** Opening Record extracts block **
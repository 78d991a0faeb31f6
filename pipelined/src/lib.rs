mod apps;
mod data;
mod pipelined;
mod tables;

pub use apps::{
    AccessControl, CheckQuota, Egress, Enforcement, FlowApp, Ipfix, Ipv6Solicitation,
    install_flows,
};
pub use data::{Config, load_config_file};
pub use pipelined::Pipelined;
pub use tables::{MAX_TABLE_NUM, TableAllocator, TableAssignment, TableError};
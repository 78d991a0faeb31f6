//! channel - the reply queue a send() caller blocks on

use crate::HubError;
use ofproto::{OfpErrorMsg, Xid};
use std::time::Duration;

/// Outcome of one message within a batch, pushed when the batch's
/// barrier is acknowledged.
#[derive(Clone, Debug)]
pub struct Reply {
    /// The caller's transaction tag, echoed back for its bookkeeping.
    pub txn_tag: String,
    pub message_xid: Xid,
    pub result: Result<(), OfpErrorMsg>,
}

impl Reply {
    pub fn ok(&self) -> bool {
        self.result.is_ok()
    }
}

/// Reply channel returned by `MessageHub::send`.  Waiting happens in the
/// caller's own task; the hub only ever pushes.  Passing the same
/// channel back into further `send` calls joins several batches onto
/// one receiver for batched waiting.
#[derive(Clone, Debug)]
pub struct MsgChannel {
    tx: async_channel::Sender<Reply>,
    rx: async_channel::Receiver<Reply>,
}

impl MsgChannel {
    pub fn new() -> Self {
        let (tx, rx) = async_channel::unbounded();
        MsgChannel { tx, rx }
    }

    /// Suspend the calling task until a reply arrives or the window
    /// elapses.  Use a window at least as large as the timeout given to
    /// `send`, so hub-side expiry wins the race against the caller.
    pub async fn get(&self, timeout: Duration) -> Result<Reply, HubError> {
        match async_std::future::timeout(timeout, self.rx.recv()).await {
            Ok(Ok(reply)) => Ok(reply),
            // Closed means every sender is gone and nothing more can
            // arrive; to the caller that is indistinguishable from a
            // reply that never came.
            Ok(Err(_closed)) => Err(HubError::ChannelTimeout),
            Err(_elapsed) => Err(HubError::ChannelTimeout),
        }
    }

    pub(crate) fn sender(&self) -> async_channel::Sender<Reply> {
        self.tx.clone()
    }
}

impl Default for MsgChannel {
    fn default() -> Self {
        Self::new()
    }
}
** Closing Record extracts block **
**Task directions**
All lines with the word "that" must be located in the data and copied.

**Written response**
            // arrive; to the caller that is indistinguishable from a
            // reply that never came.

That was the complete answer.